I wonder if trainees sometimes forget to ask themselves, ‘What does the patient need?’ or, ‘What is the right thing to do?’
It is a fallacy to assume that making the wants of your patient your primary concern is the correct approach to patient-centred care. By all means, a decent history and assessment may include working out what the patient actually wants from you; I find it helps to know what you might have to turn down from the start (I’m thinking full body MRIs, antibiotics for viral infections and spurious referrals).

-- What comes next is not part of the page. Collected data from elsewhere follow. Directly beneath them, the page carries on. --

use rephoto_geometry::{SolverError, StoreError};
use rephoto_image::ImageError;
use rephoto_io::IoError;

use crate::project::ProjectError;

/// Errors of the alignment pipeline.
#[derive(thiserror::Error, Debug)]
pub enum Error {
    /// A correspondence edit was rejected.
    #[error(transparent)]
    Store(#[from] StoreError),

    /// The transform could not be fitted.
    #[error(transparent)]
    Solver(#[from] SolverError),

    /// Image buffers do not fit together.
    #[error(transparent)]
    Image(#[from] ImageError),

    /// An image could not be read or written.
    #[error(transparent)]
    Io(#[from] IoError),

    /// A project file could not be read or written.
    #[error(transparent)]
    Project(#[from] ProjectError),

    /// The compute worker is unavailable or did not answer in time.
    #[error("Compute worker error: {0}")]
    Worker(String),
}
#![deny(missing_docs)]
//! Correspondences between a historical and a modern image, and the transforms fitted to them.

/// Point, line and face correspondences.
pub mod correspondence;

/// Error types for the geometry module.
pub mod error;

/// Homography fitting with the normalized direct linear transform.
pub mod homography;

/// Small linear algebra helpers.
pub mod linalg;

/// Robust homography fitting by random sample consensus.
pub mod ransac;

/// Ordered, generation-tracked correspondence storage.
pub mod store;

/// Thin plate spline fitting and evaluation.
pub mod tps;

/// Transform families and the solver entry point.
pub mod transform;

pub use crate::correspondence::{
    Correspondence, CorrespondenceId, CorrespondenceKind, CorrespondenceType, Point2, PointPair,
    Side,
};
pub use crate::error::{SolverError, StoreError};
pub use crate::homography::Homography;
pub use crate::ransac::{fit_homography_ransac, RansacConfig, RansacHomography};
pub use crate::store::{CorrespondenceStore, StoreSnapshot};
pub use crate::tps::{ThinPlateSpline, TpsTransform};
pub use crate::transform::{
    compute_transform, CoordinateField, SolverConfig, Transform, TransformKind,
};
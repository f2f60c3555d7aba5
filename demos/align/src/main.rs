use argh::FromArgs;
use std::path::PathBuf;

use rephoto::imgproc::interpolation::InterpolationMode;
use rephoto::{CompositeMode, Project, TransformKind};

fn parse_method(value: &str) -> Result<TransformKind, String> {
    match value {
        "homography" => Ok(TransformKind::Homography),
        "tps" => Ok(TransformKind::ThinPlateSpline),
        _ => Err(format!("unknown method `{value}`, expected homography or tps")),
    }
}

fn parse_interpolation(value: &str) -> Result<InterpolationMode, String> {
    match value {
        "bilinear" => Ok(InterpolationMode::Bilinear),
        "nearest" => Ok(InterpolationMode::Nearest),
        "bicubic" => Ok(InterpolationMode::Bicubic),
        _ => Err(format!(
            "unknown interpolation `{value}`, expected bilinear, nearest or bicubic"
        )),
    }
}

#[derive(FromArgs)]
/// Warp the modern image of a project onto its historical image and save the composite
struct Args {
    /// path to the project file
    #[argh(option, short = 'p')]
    project_path: PathBuf,

    /// path of the output image
    #[argh(option, short = 'o')]
    output_path: PathBuf,

    /// transform family, homography or tps; defaults to the project setting
    #[argh(option, from_str_fn(parse_method))]
    method: Option<TransformKind>,

    /// composite mode: slider, ghost, diff or warped
    #[argh(option, default = "String::from(\"slider\")")]
    mode: String,

    /// slider position or ghost opacity in [0, 1]
    #[argh(option, default = "0.5")]
    position: f32,

    /// fit the homography robustly, dropping pairs farther than this many pixels
    #[argh(option)]
    ransac: Option<f64>,

    /// resampling, bilinear, nearest or bicubic
    #[argh(option, default = "InterpolationMode::Bilinear", from_str_fn(parse_interpolation))]
    interpolation: InterpolationMode,
}

fn main() -> Result<(), Box<dyn std::error::Error>> {
    env_logger::init();
    let args: Args = argh::from_env();

    let project = Project::load(&args.project_path)?;
    let base_dir = args
        .project_path
        .parent()
        .map(PathBuf::from)
        .unwrap_or_default();

    let (Some(path_a), Some(path_b)) = project.resolved_image_paths(&base_dir) else {
        return Err("the project does not name both images".into());
    };
    let image_a = rephoto::io::functional::read_image_rgba32f(&path_a)?;
    let image_b = rephoto::io::functional::read_image_rgba32f(&path_b)?;
    println!("Historical image: {}", image_a.size());
    println!("Modern image: {}", image_b.size());

    let mut solver = rephoto::geometry::SolverConfig::default();
    solver.tps_smoothing = project.tps_smoothing;
    solver.homography_ransac = args.ransac.map(|threshold| rephoto::geometry::RansacConfig {
        threshold,
        ..Default::default()
    });
    let kind = args.method.unwrap_or(project.warp_method);

    let pairs = project.store.flatten_to_point_pairs();
    println!("Solving a {kind} from {} point pairs", pairs.len());
    let transform = rephoto::compute_transform(&pairs, kind, &solver)?;
    log::info!("max residual: {:.3e}", transform.max_residual(&pairs));

    let warped = rephoto::warp(&image_b, &transform, image_a.size(), args.interpolation)?;

    let output = match args.mode.as_str() {
        "warped" => warped,
        "slider" => rephoto::composite(&image_a, &warped, CompositeMode::slider(args.position))?,
        "ghost" => rephoto::composite(
            &image_a,
            &warped,
            CompositeMode::Ghost {
                alpha: args.position,
            }
            .clamped(),
        )?,
        "diff" => rephoto::composite(&image_a, &warped, CompositeMode::diff())?,
        other => return Err(format!("unknown composite mode `{other}`").into()),
    };

    rephoto::export_image(&output, &args.output_path)?;
    println!("Saved {}", args.output_path.display());

    Ok(())
}
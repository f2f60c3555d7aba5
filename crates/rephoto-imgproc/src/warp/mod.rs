//! Dense resampling of the modern image into the reference frame.
//!
//! Every destination pixel is mapped back into the source through
//! [`rephoto_geometry::Transform::apply_inverse`] and sampled there. Pixels whose source
//! falls outside the image are left fully zero, so an RGBA result carries alpha 0 where the
//! modern image has no data.

mod transform;

pub use transform::{warp, warp_into, WarpConfig};
use rayon::prelude::*;

use rephoto_image::Image;

/// Apply a function to every row of the destination image in parallel.
///
/// The closure receives the row index and the interleaved row data.
pub fn par_iter_rows_indexed<T, const C: usize>(
    dst: &mut Image<T, C>,
    f: impl Fn(usize, &mut [T]) + Send + Sync,
) where
    T: Send + Sync,
{
    let cols = dst.cols();
    if cols == 0 {
        return;
    }
    dst.as_slice_mut()
        .par_chunks_exact_mut(C * cols)
        .enumerate()
        .for_each(|(y, dst_row)| f(y, dst_row));
}

/// Apply a function to each pixel of two same-sized images in parallel.
///
/// The closure receives the channels of one pixel of each source and of the destination.
pub fn par_iter_rows_pixel_two<T1, T2, T3, const C: usize>(
    src1: &Image<T1, C>,
    src2: &Image<T2, C>,
    dst: &mut Image<T3, C>,
    f: impl Fn(&[T1], &[T2], &mut [T3]) + Send + Sync,
) where
    T1: Send + Sync,
    T2: Send + Sync,
    T3: Send + Sync,
{
    par_iter_rows_two_indexed(src1, src2, dst, |_, src1_row, src2_row, dst_row| {
        src1_row
            .chunks_exact(C)
            .zip(src2_row.chunks_exact(C))
            .zip(dst_row.chunks_exact_mut(C))
            .for_each(|((p1, p2), pd)| f(p1, p2, pd));
    });
}

/// Apply a function to each row of two same-sized images in parallel, with the row index.
pub fn par_iter_rows_two_indexed<T1, T2, T3, const C: usize>(
    src1: &Image<T1, C>,
    src2: &Image<T2, C>,
    dst: &mut Image<T3, C>,
    f: impl Fn(usize, &[T1], &[T2], &mut [T3]) + Send + Sync,
) where
    T1: Send + Sync,
    T2: Send + Sync,
    T3: Send + Sync,
{
    let cols = src1.cols();
    if cols == 0 {
        return;
    }
    src1.as_slice()
        .par_chunks_exact(C * cols)
        .zip(src2.as_slice().par_chunks_exact(C * cols))
        .zip(dst.as_slice_mut().par_chunks_exact_mut(C * cols))
        .enumerate()
        .for_each(|(y, ((src1_row, src2_row), dst_row))| f(y, src1_row, src2_row, dst_row));
}

/// Apply a function to each pixel for grid sampling in parallel.
pub fn par_iter_rows_resample<const C: usize>(
    dst: &mut Image<f32, C>,
    map_x: &[f32],
    map_y: &[f32],
    f: impl Fn(&f32, &f32, &mut [f32]) + Send + Sync,
) {
    let cols = dst.cols();
    if cols == 0 {
        return;
    }
    dst.as_slice_mut()
        .par_chunks_exact_mut(C * cols)
        .zip(map_x.par_chunks_exact(cols))
        .zip(map_y.par_chunks_exact(cols))
        .for_each(|((dst_chunk, map_x_chunk), map_y_chunk)| {
            dst_chunk
                .chunks_exact_mut(C)
                .zip(map_x_chunk.iter().zip(map_y_chunk.iter()))
                .for_each(|(dst_pixel, (x, y))| {
                    f(x, y, dst_pixel);
                });
        });
}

There are multiple dangers connected to the excessive emphasis on the wants of patients. It can lead to us feeling that it is our job to meet their demands in order to keep them satisfied, not just for questionnaires but for the Friends and Family Test.
It also means that patients can have unrealistic expectations about what we can actually help with. For example, as a trainee I once found myself acting as a marriage counsellor between two patients, quite by accident.
There’s also a danger that we don’t give our patients the right treatments, or more commonly, we don’t withhold the wrong treatments and thereby waste NHS resources.
Finally, and perhaps most seriously, if we create a cohort of new GPs who feel that they are required to meet the wants and not the needs of their patients, we are setting them up for burnout.
The demands of the job are difficult enough without feeling that you have to please every patient.
Dr Samir Dawlatly is a former secretary of the RCGP’s adolescent health group and a GP in Birmingham.